One risk these governments take when preparing for privatizations in order to plug holes in their budgets is that they are selling strategic assets at a time when their sale value is much lower than just a few years ago. When Colombia’s government sold its stake in power generator Isagen to a Canadian holding company, the government came under much criticism because there was only one bidder and the price was ultimately the minimum set by the government. This is far from an ideal time to sell state assets, but low commodity prices and weaker demand are leading governments to settle for low buying offers.

The second risk for exporting countries’ governments when selling state assets is that they lose control over companies that have allowed them to exercise a large degree of economic and political control. Companies such as Rosneft in Russia or KazMunaiGas in Kazakhstan are not merely valuable for regimes due to their tax contributions: they are valuable because they allow the regimes to use vast resources to achieve political and economic goals, as well as distribute resources to loyal elites. In Saudi Arabia, full control of Aramco is one of the pillars of the regime’s foreign policy, as control of oil reserves has allowed the regime to develop leverage in its dealings with foreign powers.

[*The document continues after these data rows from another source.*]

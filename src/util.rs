//! Measurement units

use std::fmt;
use std::str::FromStr;

use crate::error::Error;

const EMU_PER_INCH: i64 = 914_400;
const EMU_PER_POINT: i64 = 12_700;
const EMU_PER_CM: i64 = 360_000;

/// A length in English Metric Units, the native DrawingML coordinate
#[derive(Clone, Copy, Debug, Default, PartialEq, Eq, PartialOrd, Ord, Hash)]
pub struct Length(i64);

impl Length {
    pub const fn emu(emu: i64) -> Self {
        Length(emu)
    }

    pub fn inches(inches: f64) -> Self {
        Length((inches * EMU_PER_INCH as f64).round() as i64)
    }

    pub fn pt(points: f64) -> Self {
        Length((points * EMU_PER_POINT as f64).round() as i64)
    }

    pub fn cm(cm: f64) -> Self {
        Length((cm * EMU_PER_CM as f64).round() as i64)
    }

    /// Value in EMU
    pub fn to_emu(self) -> i64 {
        self.0
    }

    pub fn to_inches(self) -> f64 {
        self.0 as f64 / EMU_PER_INCH as f64
    }

    pub fn to_pt(self) -> f64 {
        self.0 as f64 / EMU_PER_POINT as f64
    }
}

impl fmt::Display for Length {
    fn fmt(&self, f: &mut fmt::Formatter<'_>) -> fmt::Result {
        write!(f, "{}", self.0)
    }
}

impl FromStr for Length {
    type Err = std::num::ParseIntError;

    fn from_str(s: &str) -> Result<Self, Self::Err> {
        s.parse().map(Length)
    }
}

impl From<Pt> for Length {
    fn from(value: Pt) -> Self {
        Length::pt(value.0)
    }
}

/// A size in points, as a caller would write it
#[derive(Clone, Copy, Debug, PartialEq, PartialOrd)]
pub struct Pt(pub f64);

/// A font size in hundredths of a point (`a:rPr/@sz`)
#[derive(Clone, Copy, Debug, PartialEq, Eq, PartialOrd, Ord, Hash)]
pub struct Centipoints(pub u32);

impl Centipoints {
    pub fn to_pt(self) -> f64 {
        f64::from(self.0) / 100.0
    }
}

impl TryFrom<Pt> for Centipoints {
    type Error = Error;

    /// Rounds to the nearest hundredth; NaN, infinite and negative sizes are rejected
    fn try_from(value: Pt) -> Result<Self, Self::Error> {
        let centipoints = (value.0 * 100.0).round();
        if (0.0..=f64::from(u32::MAX)).contains(&centipoints) {
            Ok(Centipoints(centipoints as u32))
        } else {
            Err(Error::InvalidValue(format!(
                "font size must be a non-negative number of points, got {}",
                value.0
            )))
        }
    }
}

impl From<u32> for Centipoints {
    fn from(value: u32) -> Self {
        Centipoints(value)
    }
}

impl fmt::Display for Centipoints {
    fn fmt(&self, f: &mut fmt::Formatter<'_>) -> fmt::Result {
        write!(f, "{}", self.0)
    }
}

impl FromStr for Centipoints {
    type Err = std::num::ParseIntError;

    fn from_str(s: &str) -> Result<Self, Self::Err> {
        s.parse().map(Centipoints)
    }
}
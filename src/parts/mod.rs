//! Typed parts of a presentation package

mod embedded;

pub use embedded::{EmbeddedPackageKind, EmbeddedPackagePart, ProgId};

It remains unclear, however, whether many of these planned privatizations will be implemented. There are political constraints, as many elites will resent losing control over valuable assets. There are also financial realities: in some cases, international investors will shy away from spending money in the commodities sector when prices are so low, and as some commodity exporting countries are becoming increasingly unstable. Nevertheless, as countries pursue privatization plans, the fundamental weaknesses of exporters are becoming more and more apparent.